The Attack: A Bit of Sorrow, but No Pity

Much like the bereaved husbands of The Descendants and Random Hearts, Dr. Amin Jafaari is quite upset to learn his late wife had been unfaithful.  However, rather than taking a lover, she had betrayed him with violent anti-Semitic extremism.  It is hard for the Arab Israeli doctor to accept his wife was a suicidal terrorist, but he will come to partial share her radicalism in Zaid Doueiri’s The Attack (trailer here), which opens tomorrow in New York.

Successful and respected, Dr.

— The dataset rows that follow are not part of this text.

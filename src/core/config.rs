//! Logger configuration and per-environment defaults

use super::error::{LoggerError, Result};
use super::handler::Handler;
use super::log_level::{default_level, Level};
use super::logger::ExitHook;
use super::output::Output;
use super::timestamp::DEFAULT_TIME_FORMAT;
use serde::{Deserialize, Serialize};
use std::fmt;
use std::str::FromStr;
use std::sync::Arc;

/// Runtime environment a service is deployed in.
#[derive(Debug, Clone, Copy, PartialEq, Eq, Hash, Serialize, Deserialize)]
#[serde(rename_all = "lowercase")]
pub enum Environment {
    Local,
    Test,
    #[serde(rename = "dev")]
    Development,
    Qa,
    Staging,
    #[serde(rename = "prod", alias = "production")]
    Production,
}

impl Environment {
    pub fn as_str(&self) -> &'static str {
        match self {
            Environment::Local => "local",
            Environment::Test => "test",
            Environment::Development => "dev",
            Environment::Qa => "qa",
            Environment::Staging => "staging",
            Environment::Production => "prod",
        }
    }
}

impl fmt::Display for Environment {
    fn fmt(&self, f: &mut fmt::Formatter<'_>) -> fmt::Result {
        f.write_str(self.as_str())
    }
}

impl FromStr for Environment {
    type Err = LoggerError;

    fn from_str(s: &str) -> Result<Self> {
        match s.to_lowercase().as_str() {
            "local" => Ok(Environment::Local),
            "test" => Ok(Environment::Test),
            "dev" => Ok(Environment::Development),
            "qa" => Ok(Environment::Qa),
            "staging" => Ok(Environment::Staging),
            "prod" | "production" => Ok(Environment::Production),
            _ => Err(LoggerError::InvalidEnvironment(s.to_string())),
        }
    }
}

/// Configuration for building a [`Logger`](super::Logger).
///
/// # Example
///
/// ```
/// use logkit::prelude::*;
///
/// let config = Config::new()
///     .level(Level::Debug)
///     .json_output(true)
///     .time_format("-");
/// let logger = Logger::with_config(config).unwrap();
/// assert_eq!(logger.level(), Level::Debug);
/// ```
#[derive(Clone, Default)]
pub struct Config {
    /// Threshold; `None` uses [`default_level`] at build time
    pub level: Option<Level>,
    /// Sink for the built-in handlers; `None` writes to stdout
    pub output: Option<Output>,
    /// Select the JSON handler instead of the console handler
    pub json_output: bool,
    /// Attach the `file:line` of the logging call to each record
    pub caller_info: bool,
    /// strftime layout; `""` for the default, `"-"` to omit timestamps
    pub time_format: String,
    /// Custom handler; replaces the built-in console/JSON selection
    pub handler: Option<Arc<dyn Handler>>,
    /// Replaces process termination after fatal records
    pub exit_hook: Option<ExitHook>,
}

impl Config {
    pub fn new() -> Self {
        Self::default()
    }

    /// Default configuration for the given environment.
    ///
    /// Test and development get human-readable output with caller info;
    /// staging and production get JSON without it. Other environments have
    /// no preset and are rejected.
    pub fn for_env(environment: Environment) -> Result<Self> {
        let mut config = Config {
            level: Some(default_level()),
            time_format: DEFAULT_TIME_FORMAT.to_string(),
            ..Config::default()
        };

        match environment {
            Environment::Test | Environment::Development => {
                config.json_output = false;
                config.caller_info = true;
            }
            Environment::Staging | Environment::Production => {
                config.json_output = true;
                config.caller_info = false;
            }
            Environment::Local | Environment::Qa => {
                return Err(LoggerError::InvalidEnvironment(environment.to_string()));
            }
        }

        Ok(config)
    }

    #[must_use = "builder methods return a new value"]
    pub fn level(mut self, level: Level) -> Self {
        self.level = Some(level);
        self
    }

    #[must_use = "builder methods return a new value"]
    pub fn output(mut self, output: Output) -> Self {
        self.output = Some(output);
        self
    }

    #[must_use = "builder methods return a new value"]
    pub fn json_output(mut self, enabled: bool) -> Self {
        self.json_output = enabled;
        self
    }

    #[must_use = "builder methods return a new value"]
    pub fn caller_info(mut self, enabled: bool) -> Self {
        self.caller_info = enabled;
        self
    }

    #[must_use = "builder methods return a new value"]
    pub fn time_format(mut self, format: impl Into<String>) -> Self {
        self.time_format = format.into();
        self
    }

    #[must_use = "builder methods return a new value"]
    pub fn handler(mut self, handler: Arc<dyn Handler>) -> Self {
        self.handler = Some(handler);
        self
    }

    #[must_use = "builder methods return a new value"]
    pub fn exit_hook(mut self, hook: ExitHook) -> Self {
        self.exit_hook = Some(hook);
        self
    }
}

impl fmt::Debug for Config {
    fn fmt(&self, f: &mut fmt::Formatter<'_>) -> fmt::Result {
        f.debug_struct("Config")
            .field("level", &self.level)
            .field("json_output", &self.json_output)
            .field("caller_info", &self.caller_info)
            .field("time_format", &self.time_format)
            .field("custom_handler", &self.handler.is_some())
            .field("custom_exit_hook", &self.exit_hook.is_some())
            .finish()
    }
}

#[cfg(test)]
mod tests {
    use super::*;

    #[test]
    fn test_environment_parse() {
        assert_eq!("dev".parse::<Environment>().unwrap(), Environment::Development);
        assert_eq!("PRODUCTION".parse::<Environment>().unwrap(), Environment::Production);
        assert_eq!("prod".parse::<Environment>().unwrap(), Environment::Production);
        assert!(matches!(
            "moon".parse::<Environment>(),
            Err(LoggerError::InvalidEnvironment(_))
        ));
    }

    #[test]
    fn test_environment_deserialize() {
        let env: Environment = serde_json::from_str("\"staging\"").unwrap();
        assert_eq!(env, Environment::Staging);
        let env: Environment = serde_json::from_str("\"production\"").unwrap();
        assert_eq!(env, Environment::Production);
    }

    #[test]
    fn test_for_env_development() {
        let config = Config::for_env(Environment::Development).unwrap();
        assert!(!config.json_output);
        assert!(config.caller_info);
        assert_eq!(config.time_format, DEFAULT_TIME_FORMAT);
        assert!(config.level.is_some());
    }

    #[test]
    fn test_for_env_production() {
        let config = Config::for_env(Environment::Production).unwrap();
        assert!(config.json_output);
        assert!(!config.caller_info);
    }

    #[test]
    fn test_for_env_without_preset() {
        let err = Config::for_env(Environment::Qa).unwrap_err();
        assert_eq!(err.to_string(), "invalid environment specified 'qa'");
        assert!(Config::for_env(Environment::Local).is_err());
    }

    #[test]
    fn test_builder_pattern() {
        let config = Config::new()
            .level(Level::Warn)
            .json_output(true)
            .caller_info(true)
            .time_format("-");

        assert_eq!(config.level, Some(Level::Warn));
        assert!(config.json_output);
        assert!(config.caller_info);
        assert_eq!(config.time_format, "-");
        assert!(config.handler.is_none());
    }
}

Jafaari is about to receive Israel’s highest medical award.  His wife Siham is not with him.  She is visiting family in Nazareth, or so she says.  The next day a cruel suicide bombing cuts through a young girl’s birthday party.  Dr. Jafaari works alongside his colleagues trying to save the victims.  When he returns home that night his wife is still not there.  In the early morning hours, he is summoned to identify her body.  It seems she was at that fateful cafĂ©.  In fact, she is suspected of being the mass murderer.

Dr. Jafaari remains in denial throughout his rather strenuous interrogation.  However, he finally starts facing facts when a letter arrives from his now notorious wife.  Resigned to her guilt, he sets out for the anarchy zone to find the person or persons who convinced her to commit such a cruel act.

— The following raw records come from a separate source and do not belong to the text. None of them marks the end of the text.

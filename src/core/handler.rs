//! Handler trait for record consumers

use super::{context::Context, error::Result, field::Field, log_level::Level, record::Record};
use std::sync::Arc;

/// A consumer of log records.
///
/// Handlers are immutable once built: `with_attrs` and `with_group` return
/// new handlers and leave the receiver untouched. Implementations must be
/// safe to call from many threads at once.
pub trait Handler: Send + Sync {
    /// Whether a record at `level` would be accepted.
    ///
    /// Called before the record is built, so it must be cheap.
    fn enabled(&self, ctx: &Context, level: Level) -> bool;

    /// Render or deliver one record.
    fn handle(&self, ctx: &Context, record: &Record) -> Result<()>;

    /// A handler that adds `fields` to every record it handles.
    fn with_attrs(&self, fields: &[Field]) -> Arc<dyn Handler>;

    /// A handler that qualifies all later fields with the group `name`.
    fn with_group(&self, name: &str) -> Arc<dyn Handler>;
}
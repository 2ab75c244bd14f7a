//! Loggers for use inside tests
//!
//! [`test_logger`] renders records like the console handler but sends each
//! line through the test harness, so output only shows up for failing tests
//! (or with `--nocapture`). Logging at Error or above fails the test.
//!
//! ```should_panic
//! use logkit::testing::test_logger;
//!
//! let logger = test_logger();
//! logger.debug("setting up", &[]);
//! logger.error("this fails the test", &[]);
//! ```

use crate::core::{
    Context, Field, Handler, Level, LevelVar, Logger, Output, Record, Result,
};
use crate::handlers::ConsoleHandler;
use std::sync::Arc;

/// The parts of a test harness the test logger needs.
pub trait TestingT: Send + Sync {
    /// Record one line of output without failing.
    fn log(&self, line: &str);

    /// Mark the test failed and stop it.
    fn fail_now(&self, message: &str) -> !;
}

/// The standard libtest harness: captured `println!` and `panic!`.
#[derive(Debug, Clone, Copy, Default)]
pub struct Libtest;

impl TestingT for Libtest {
    fn log(&self, line: &str) {
        println!("{}", line);
    }

    fn fail_now(&self, message: &str) -> ! {
        panic!("{}", message)
    }
}

/// Handler that writes console lines to a [`TestingT`] and fails on Error+.
///
/// Derived handlers keep failing on errors.
#[derive(Clone)]
pub struct TestHandler {
    console: ConsoleHandler,
    t: Arc<dyn TestingT>,
}

impl TestHandler {
    pub fn new(t: Arc<dyn TestingT>, level: LevelVar) -> Self {
        Self {
            console: ConsoleHandler::new(Output::new(std::io::sink()), level),
            t,
        }
    }
}

impl Handler for TestHandler {
    fn enabled(&self, ctx: &Context, level: Level) -> bool {
        self.console.enabled(ctx, level)
    }

    fn handle(&self, _ctx: &Context, record: &Record) -> Result<()> {
        let line = self.console.format_record(record);
        let line = line.trim_end_matches('\n');
        self.t.log(line);
        if record.level >= Level::Error {
            self.t.fail_now(line);
        }
        Ok(())
    }

    fn with_attrs(&self, fields: &[Field]) -> Arc<dyn Handler> {
        Arc::new(Self {
            console: self.console.derive_attrs(fields),
            t: Arc::clone(&self.t),
        })
    }

    fn with_group(&self, name: &str) -> Arc<dyn Handler> {
        Arc::new(Self {
            console: self.console.derive_group(name),
            t: Arc::clone(&self.t),
        })
    }
}

/// A Debug-level logger with caller info writing to the libtest harness.
pub fn test_logger() -> Logger {
    test_logger_with(Arc::new(Libtest))
}

/// Like [`test_logger`], for another harness.
pub fn test_logger_with(t: Arc<dyn TestingT>) -> Logger {
    let level = LevelVar::new(Level::Debug);
    let handler = Arc::new(TestHandler::new(t, level.clone()));
    Logger::from_handler(handler, level).with_caller_info(true)
}

#[cfg(test)]
mod tests {
    use super::*;
    use parking_lot::Mutex;
    use std::panic::{self, AssertUnwindSafe};

    #[derive(Default)]
    struct Recorder {
        lines: Mutex<Vec<String>>,
        failures: Mutex<Vec<String>>,
    }

    impl TestingT for Recorder {
        fn log(&self, line: &str) {
            self.lines.lock().push(line.to_string());
        }

        fn fail_now(&self, message: &str) -> ! {
            self.failures.lock().push(message.to_string());
            panic!("test failed: {}", message)
        }
    }

    #[test]
    fn test_lines_reach_harness_without_newline() {
        let recorder = Arc::new(Recorder::default());
        let logger = test_logger_with(recorder.clone());

        logger.debug("setting up", &[Field::new("fixture", "db")]);
        logger.trace("below threshold", &[]);

        let lines = recorder.lines.lock();
        assert_eq!(lines.len(), 1);
        assert!(lines[0].ends_with("DEBUG   setting up fixture=db"), "{}", lines[0]);
        assert!(lines[0].contains("testing.rs:"));
        assert!(recorder.failures.lock().is_empty());
    }

    #[test]
    fn test_error_fails_after_logging() {
        let recorder = Arc::new(Recorder::default());
        let logger = test_logger_with(recorder.clone());

        let result = panic::catch_unwind(AssertUnwindSafe(|| {
            logger.error("unexpected state", &[]);
        }));

        assert!(result.is_err());
        assert_eq!(recorder.lines.lock().len(), 1);
        let failures = recorder.failures.lock();
        assert_eq!(failures.len(), 1);
        assert!(failures[0].ends_with("ERROR   unexpected state"));
    }

    #[test]
    fn test_derived_loggers_still_fail() {
        let recorder = Arc::new(Recorder::default());
        let logger = test_logger_with(recorder.clone())
            .named("db")
            .with(&[Field::new("pool", 1)]);

        let result = panic::catch_unwind(AssertUnwindSafe(|| {
            logger.error("lost connection", &[]);
        }));

        assert!(result.is_err());
        assert!(recorder.failures.lock()[0].ends_with("lost connection db.pool=1"));
    }

    #[test]
    #[should_panic(expected = "broken invariant")]
    fn test_libtest_harness_panics_on_error() {
        test_logger().error("broken invariant", &[]);
    }
}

At its best, The Attack offers a chilling Hoffer-esque examination of the fanatical true believer’s mindset.  The images of Siham Jafaari’s “martyrdom” poster widely embraced by the “Palestinian” street are truly a disturbing sight to behold.  Unfortunately, just like its overwhelmed protagonist, Doueiri’s film soon loses sight of those tiny broken bodies that died on his operating table, forfeiting its soul as a result.  Yet even still, The Attack evidently is not sufficiently anti-Israel to pass muster with Hezbollah, whose servants have obediently banned the film in Lebanon, despite Doueiri’s attempts to reassure the terrorist organization.

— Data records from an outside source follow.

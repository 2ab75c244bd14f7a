//! printf-style logger for libraries that format their own messages

use crate::core::{Level, Logger};
use std::fmt;

/// Accepts pre-built format arguments, formatting them only when enabled.
///
/// ```
/// use logkit::adapters::ExtendedLogger;
/// use logkit::prelude::*;
///
/// let extended = ExtendedLogger::new(Logger::nop());
/// extended.warnf(format_args!("retry {} of {}", 1, 3));
/// ```
#[derive(Debug, Clone)]
pub struct ExtendedLogger {
    logger: Logger,
}

impl ExtendedLogger {
    pub fn new(logger: Logger) -> Self {
        Self { logger }
    }

    #[track_caller]
    pub fn debugf(&self, args: fmt::Arguments<'_>) {
        self.logf(Level::Debug, args);
    }

    #[track_caller]
    pub fn infof(&self, args: fmt::Arguments<'_>) {
        self.logf(Level::Info, args);
    }

    #[track_caller]
    pub fn warnf(&self, args: fmt::Arguments<'_>) {
        self.logf(Level::Warn, args);
    }

    #[track_caller]
    pub fn errorf(&self, args: fmt::Arguments<'_>) {
        self.logf(Level::Error, args);
    }

    #[track_caller]
    fn logf(&self, level: Level, args: fmt::Arguments<'_>) {
        if !self.logger.enabled(level) {
            return;
        }
        self.logger.log(level, args.to_string(), &[]);
    }
}
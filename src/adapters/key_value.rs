//! Logger taking alternating keys and values, as workflow engines do

use crate::core::{Field, FieldValue, Level, Logger};

/// Pair up a flat `key, value, key, value, …` list into fields.
///
/// String keys are used as-is; any other key is rendered with `Display`.
/// A trailing key without a value becomes a field holding `""`.
///
/// ```
/// use logkit::adapters::key_values_to_fields;
/// use logkit::core::FieldValue;
///
/// let fields = key_values_to_fields(&["k1".into(), "v1".into(), "k2".into()]);
/// assert_eq!(fields.len(), 2);
/// assert_eq!(fields[1].key, "k2");
/// assert_eq!(fields[1].value.to_string(), "");
/// ```
pub fn key_values_to_fields(key_values: &[FieldValue]) -> Vec<Field> {
    key_values
        .chunks(2)
        .map(|pair| {
            let key = match &pair[0] {
                FieldValue::String(s) => s.clone(),
                other => other.to_string(),
            };
            match pair.get(1) {
                Some(value) => Field::new(key, value.clone()),
                None => Field::new(key, ""),
            }
        })
        .collect()
}

/// Leveled logger whose calls take a flat key/value list.
#[derive(Debug, Clone)]
pub struct KeyValueLogger {
    logger: Logger,
}

impl KeyValueLogger {
    pub fn new(logger: Logger) -> Self {
        Self { logger }
    }

    #[track_caller]
    pub fn debug(&self, message: &str, key_values: &[FieldValue]) {
        self.log(Level::Debug, message, key_values);
    }

    #[track_caller]
    pub fn info(&self, message: &str, key_values: &[FieldValue]) {
        self.log(Level::Info, message, key_values);
    }

    #[track_caller]
    pub fn warn(&self, message: &str, key_values: &[FieldValue]) {
        self.log(Level::Warn, message, key_values);
    }

    #[track_caller]
    pub fn error(&self, message: &str, key_values: &[FieldValue]) {
        self.log(Level::Error, message, key_values);
    }

    #[track_caller]
    fn log(&self, level: Level, message: &str, key_values: &[FieldValue]) {
        if !self.logger.enabled(level) {
            return;
        }
        self.logger
            .log(level, message, &key_values_to_fields(key_values));
    }
}
//! Shared output sink for the rendering handlers

use super::error::{LoggerError, Result};
use parking_lot::Mutex;
use std::fmt;
use std::io::{self, Write};
use std::sync::Arc;

/// A byte sink shared between a handler and everything derived from it.
///
/// Every rendered line is written under one lock so concurrent loggers never
/// interleave partial lines.
#[derive(Clone)]
pub struct Output {
    writer: Arc<Mutex<Box<dyn Write + Send>>>,
}

impl Output {
    pub fn new<W: Write + Send + 'static>(writer: W) -> Self {
        Self {
            writer: Arc::new(Mutex::new(Box::new(writer))),
        }
    }

    pub fn stdout() -> Self {
        Self::new(io::stdout())
    }

    pub fn stderr() -> Self {
        Self::new(io::stderr())
    }

    /// Write one complete line and flush it.
    pub fn write_line(&self, line: &str) -> Result<()> {
        let mut writer = self.writer.lock();
        writer
            .write_all(line.as_bytes())
            .and_then(|()| writer.flush())
            .map_err(|e| LoggerError::io_operation("writing log line", "output sink rejected the write", e))
    }
}

impl Default for Output {
    fn default() -> Self {
        Self::stdout()
    }
}

impl fmt::Debug for Output {
    fn fmt(&self, f: &mut fmt::Formatter<'_>) -> fmt::Result {
        f.write_str("Output(..)")
    }
}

Ali Suliman is a decent brooder as Dr. Jafaari, but he just does not convey the complex maelstrom of contradictions that are supposedly churning away in his psyche (but maybe really aren’t).  While Doueiri’s flashbacks and dream sequences of the Jafaaris as a couple are quite evocative, the homicidal Siham is a wafer thin character that Reymond Amsalem never fleshes out beyond her obvious symbolic value.  At least Uri Gavriel is interesting to look at, even if his Captain Moshe is a complete caricature.  God forbid, but if one of your loved ones is hurt in terrorist attack, you would want a cop like him on the case.

While Jafaari might be inclined to find his separate peace, the film clearly wants viewers to become true believers.  That is highly problematic.  Indeed, The Attack is undone by its clumsy didacticism.  Still, it is a wake-up call for Christians of good conscience, who perhaps ought to more closely examine what our co-religionist clerics are involved with in the West Bank.  Interesting at times, but not recommended, The Attack opens tomorrow (6/21) in New York at the Angelika Film Center.